Jay Elliot, director of the Edison Department of Health and Human Services, said in conjunction with FDA regulations, the township requires routine training for restaurants every two years. The training also includes Chartwells Food Service, which provides food for the Edison Township School District.

“We have this process and this [ordinance] is a great way to take it to the next level,” he said.

Elliot said that in 2010, when food regulations changed, department employees brought restaurant owners together to address regulation changes. With the proposed ordinance, he said municipal officials will do the same thing, as well as do a mailing and follow up.

“We will do an in-person training to ensure that everyone fully understands what they will be held accountable for,” he said.

Elliot said a lot of chain restaurants already have their menus online and indicate the eight different food allergens.

“We need to get to the mom and pops … the sub shops, the Chinese restaurants,” he said. “That is the challenge.”
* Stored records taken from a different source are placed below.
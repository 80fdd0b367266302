// Tue Jan 13 2026 - Alex

pub mod json;

pub use json::{JsonError, JsonSerializer};
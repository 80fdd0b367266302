// Tue Jan 15 2026 - Alex

pub mod analysis;
pub mod config;
pub mod diff;
pub mod image;
pub mod output;
pub mod patch;
pub mod pattern;
pub mod speed;
pub mod ui;
pub mod utils;
pub mod validation;

pub use analysis::{extract_strings, HeaderAnalyzer};
pub use config::Config;
pub use diff::{BinaryDiff, DiffResult};
pub use image::FirmwareImage;
pub use patch::{Edit, PatchApplier};
pub use pattern::PatternScanner;
pub use speed::{PatchSuggestion, SpeedCandidate, SuggestionBuilder};
// Tue Jan 13 2026 - Alex

use log::LevelFilter;

pub struct LoggingUtils;

impl LoggingUtils {
    /// Installs the env_logger backend. Safe to call more than once; later
    /// calls are ignored.
    pub fn init_logger(level: LevelFilter, use_color: bool) {
        let style = if use_color {
            env_logger::WriteStyle::Auto
        } else {
            env_logger::WriteStyle::Never
        };

        let _ = env_logger::Builder::new()
            .filter_level(level)
            .format_timestamp(None)
            .write_style(style)
            .try_init();
    }

    pub fn level_from_str(s: &str) -> LevelFilter {
        match s.to_lowercase().as_str() {
            "error" => LevelFilter::Error,
            "warn" | "warning" => LevelFilter::Warn,
            "info" => LevelFilter::Info,
            "debug" => LevelFilter::Debug,
            "trace" => LevelFilter::Trace,
            "off" => LevelFilter::Off,
            _ => LevelFilter::Info,
        }
    }
}

#[cfg(test)]
mod tests {
    use super::*;

    #[test]
    fn test_level_from_str() {
        assert_eq!(LoggingUtils::level_from_str("WARNING"), LevelFilter::Warn);
        assert_eq!(LoggingUtils::level_from_str("debug"), LevelFilter::Debug);
        assert_eq!(LoggingUtils::level_from_str("bogus"), LevelFilter::Info);
    }
}
//! Optimizer selection and the model-update conf handed to the framework.

use crate::error::{TrainingError, TrainingResult};
use crate::schedule::{BatchPlan, LrDecayKind, LrSchedule};
use serde::{Deserialize, Serialize};
use serde_json::{Value, json};

/// Variables whose name contains this are left out of AdamW weight decay.
pub const BN_WEIGHT_DECAY_EXCLUDE: &str = "_bn-";

pub const ADAM_BETA1: f64 = 0.9;
pub const ADAM_BETA2: f64 = 0.999;

#[derive(Debug, Clone, Copy, PartialEq, Eq, Serialize, Deserialize, clap::ValueEnum)]
#[serde(rename_all = "snake_case")]
pub enum ModelUpdateKind {
    Sgd,
    Adam,
    Rmsprop,
}

#[derive(Debug, Clone, PartialEq, Serialize, Deserialize)]
#[serde(tag = "type", rename_all = "snake_case")]
pub enum OptimizerConf {
    Sgd {
        momentum: Option<f64>,
    },
    Adam {
        beta1: f64,
        beta2: f64,
        epsilon: f64,
        do_bias_correction: bool,
    },
    AdamW {
        beta1: f64,
        beta2: f64,
        epsilon: f64,
        weight_decay: f64,
        weight_decay_excludes: Vec<String>,
    },
    RmsProp {
        decay_rate: f64,
        epsilon: f64,
    },
}

impl OptimizerConf {
    #[must_use]
    pub fn name(&self) -> &'static str {
        match self {
            Self::Sgd { momentum: None } => "sgd",
            Self::Sgd { momentum: Some(_) } => "momentum",
            Self::Adam { .. } => "adam",
            Self::AdamW { .. } => "adamw",
            Self::RmsProp { .. } => "rmsprop",
        }
    }

    fn insert_framework_entries(&self, conf: &mut serde_json::Map<String, Value>) {
        match self {
            Self::Sgd { momentum: None } => {
                conf.insert("naive_conf".to_string(), json!({}));
            }
            Self::Sgd { momentum: Some(beta) } => {
                conf.insert("momentum_conf".to_string(), json!({ "beta": beta }));
            }
            Self::Adam { beta1, beta2, epsilon, do_bias_correction } => {
                conf.insert(
                    "adam_conf".to_string(),
                    json!({
                        "beta1": beta1,
                        "beta2": beta2,
                        "epsilon": epsilon,
                        "do_bias_correction": do_bias_correction,
                    }),
                );
            }
            Self::AdamW { beta1, beta2, epsilon, weight_decay, weight_decay_excludes } => {
                conf.insert(
                    "adam_conf".to_string(),
                    json!({ "beta1": beta1, "beta2": beta2, "epsilon": epsilon }),
                );
                conf.insert(
                    "weight_decay_conf".to_string(),
                    json!({
                        "weight_decay_rate": weight_decay,
                        "excludes": { "pattern": weight_decay_excludes },
                    }),
                );
            }
            Self::RmsProp { decay_rate, epsilon } => {
                conf.insert(
                    "rmsprop_conf".to_string(),
                    json!({ "decay_rate": decay_rate, "epsilon": epsilon }),
                );
            }
        }
    }
}

#[derive(Debug, Clone, PartialEq, Serialize, Deserialize)]
#[serde(tag = "type", rename_all = "snake_case")]
pub enum GradClipping {
    ByGlobalNorm { clip_norm: f64 },
}

/// Everything the framework needs to update model weights.
#[derive(Debug, Clone, PartialEq, Serialize, Deserialize)]
pub struct ModelUpdateConf {
    pub optimizer: OptimizerConf,
    pub schedule: LrSchedule,
    pub grad_clipping: Option<GradClipping>,
    /// L2 penalty on weights, applied outside the optimizer.
    pub weight_l2: Option<f64>,
}

impl ModelUpdateConf {
    #[must_use]
    pub fn primary_lr(&self) -> f64 {
        self.schedule.base_lr
    }

    #[must_use]
    pub fn to_framework_value(&self) -> Value {
        let mut conf = match self.schedule.to_framework_value() {
            Value::Object(map) => map,
            _ => serde_json::Map::new(),
        };
        if let Some(GradClipping::ByGlobalNorm { clip_norm }) = &self.grad_clipping {
            conf.insert(
                "clip_conf".to_string(),
                json!({ "clip_by_global_norm": { "clip_norm": clip_norm } }),
            );
        }
        self.optimizer.insert_framework_entries(&mut conf);
        Value::Object(conf)
    }
}

/// Optimizer flags shared by the classification and schedule commands.
#[derive(Debug, Clone, Serialize, Deserialize, clap::Args)]
#[command(rename_all = "snake_case")]
pub struct OptimizerArgs {
    /// Optimizer: sgd, adam, rmsprop
    #[arg(long, value_enum, default_value_t = ModelUpdateKind::Sgd)]
    pub model_update: ModelUpdateKind,

    #[arg(long, default_value_t = 0.256)]
    pub learning_rate: f64,

    /// Weight decay
    #[arg(long, default_value_t = 1.0 / 32768.0)]
    pub wd: f64,

    /// Momentum
    #[arg(long, default_value_t = 0.875)]
    pub momentum: f64,

    /// Learning rate decay: cosine, step, polynomial, exponential, none
    #[arg(long, value_enum, default_value_t = LrDecayKind::Cosine)]
    pub lr_decay: LrDecayKind,

    /// Exponential learning rate decay rate
    #[arg(long, default_value_t = 0.94)]
    pub lr_decay_rate: f64,

    /// Exponential learning rate decay every n epochs
    #[arg(long, default_value_t = 2)]
    pub lr_decay_epochs: u64,

    /// The epochs to warm up lr to the scaled large-batch value
    #[arg(long, default_value_t = 5)]
    pub warmup_epochs: u64,

    /// Decay rate of RMSProp
    #[arg(long, default_value_t = 0.9)]
    pub decay_rate: f64,

    #[arg(long, default_value_t = 1.0)]
    pub epsilon: f64,

    /// Gradient clipping by global norm (0 disables)
    #[arg(long, default_value_t = 0.0)]
    pub gradient_clipping: f64,
}

impl Default for OptimizerArgs {
    fn default() -> Self {
        Self {
            model_update: ModelUpdateKind::Sgd,
            learning_rate: 0.256,
            wd: 1.0 / 32768.0,
            momentum: 0.875,
            lr_decay: LrDecayKind::Cosine,
            lr_decay_rate: 0.94,
            lr_decay_epochs: 2,
            warmup_epochs: 5,
            decay_rate: 0.9,
            epsilon: 1.0,
            gradient_clipping: 0.0,
        }
    }
}

impl OptimizerArgs {
    pub fn validate(&self) -> TrainingResult<()> {
        for (name, value) in [
            ("wd", self.wd),
            ("momentum", self.momentum),
            ("decay_rate", self.decay_rate),
            ("epsilon", self.epsilon),
            ("gradient_clipping", self.gradient_clipping),
        ] {
            if !value.is_finite() || value < 0.0 {
                return Err(TrainingError::invalid(format!("{name} must be a finite value >= 0")));
            }
        }
        Ok(())
    }
}

/// Pick the optimizer, schedule, and clipping for a classification run.
pub fn set_up_optimizer(args: &OptimizerArgs, plan: &BatchPlan) -> TrainingResult<ModelUpdateConf> {
    args.validate()?;

    let schedule = LrSchedule::build(args.lr_decay, args.learning_rate, plan, args.lr_decay_rate);
    schedule.validate()?;

    let grad_clipping = (args.gradient_clipping > 0.0)
        .then_some(GradClipping::ByGlobalNorm { clip_norm: args.gradient_clipping });

    let (optimizer, grad_clipping) = match args.model_update {
        ModelUpdateKind::Sgd => (
            OptimizerConf::Sgd { momentum: (args.momentum > 0.0).then_some(args.momentum) },
            grad_clipping,
        ),
        ModelUpdateKind::Adam if args.wd > 0.0 && args.wd < 1.0 => (
            OptimizerConf::AdamW {
                beta1: ADAM_BETA1,
                beta2: ADAM_BETA2,
                epsilon: args.epsilon,
                weight_decay: args.wd,
                weight_decay_excludes: vec![BN_WEIGHT_DECAY_EXCLUDE.to_string()],
            },
            grad_clipping,
        ),
        ModelUpdateKind::Adam => (
            OptimizerConf::Adam {
                beta1: ADAM_BETA1,
                beta2: ADAM_BETA2,
                epsilon: args.epsilon,
                do_bias_correction: false,
            },
            grad_clipping,
        ),
        // RMSProp is never clipped.
        ModelUpdateKind::Rmsprop => {
            (OptimizerConf::RmsProp { decay_rate: args.decay_rate, epsilon: args.epsilon }, None)
        }
    };

    tracing::debug!(
        optimizer = optimizer.name(),
        warmup_batches = plan.warmup_batches,
        decay_batches = plan.decay_batches,
        "set up optimizer"
    );

    Ok(ModelUpdateConf { optimizer, schedule, grad_clipping, weight_l2: None })
}

/// The fixed BERT pretraining update: Adam, polynomial decay with warmup,
/// global-norm clipping at 1.0.
pub fn bert_model_update_conf(learning_rate: f64, weight_l2: f64) -> TrainingResult<ModelUpdateConf> {
    let schedule = LrSchedule::bert_default(learning_rate);
    schedule.validate()?;
    if !weight_l2.is_finite() || weight_l2 < 0.0 {
        return Err(TrainingError::invalid("weight_l2 must be a finite value >= 0"));
    }
    Ok(ModelUpdateConf {
        optimizer: OptimizerConf::Adam {
            beta1: ADAM_BETA1,
            beta2: ADAM_BETA2,
            epsilon: 1e-6,
            do_bias_correction: false,
        },
        schedule,
        grad_clipping: Some(GradClipping::ByGlobalNorm { clip_norm: 1.0 }),
        weight_l2: (weight_l2 > 0.0).then_some(weight_l2),
    })
}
Joshi said the ordinance would only require one menu to be on hand providing a list of the food allergens.

Councilman Joseph Coyle asked if an insert into a Chinese restaurant menu, which is distributed to homes, is sufficient.

Joshi said that would be sufficient.

Council Vice President Leonard Sendelsky thanked Joshi for adding sulfites into the ordinance.

“I almost lost my wife on my honeymoon [because of sulfites],” he said. “She went into anaphylactic shock and until you see something like that you don’t understand. I didn’t completely understand [at the time] and I needed help quick with a doctor. Thankfully, in the Bahamas, there was a doctor who saved my wife’s life.”

Sendelsky, who said his son-in-law is allergic to shellfish, said he appreciates the ordinance.

Councilman Robert Diehl applauded Joshi on his efforts with the ordinance.

“I am 100 percent in favor of the ordinance,” he said, adding there is no room for error when dealing with food allergies. “I’m a person who deals with this in my day-to-day livelihood and I take it extremely seriously.”

Diehl said his next thought is implementation that makes sense for everybody.

“[It has to be] fair to the businesses … and sensible for people who patronize the business so they understand the information we are trying to put out there,” he said.

Diehl said a buffet line with signs everywhere is unattractive and confusing.

Shaban Hani, manager at Villa Gennaros, an Italian restaurant on Lincoln Highway, said identifying allergen information on the menu assures clear communication between the restaurant’s staff and customers.

“It serves as a tool to both educate and inform,” he said. “We are a family run business [for more than 16 years] and our customers are like our extended family. We want them to feel like they are at home when they dine with us.”

Hani said his staff takes a lot of pride in their service and the ordinance will allow them to take it to the next level.

“We are excited to move forward with it,” he said.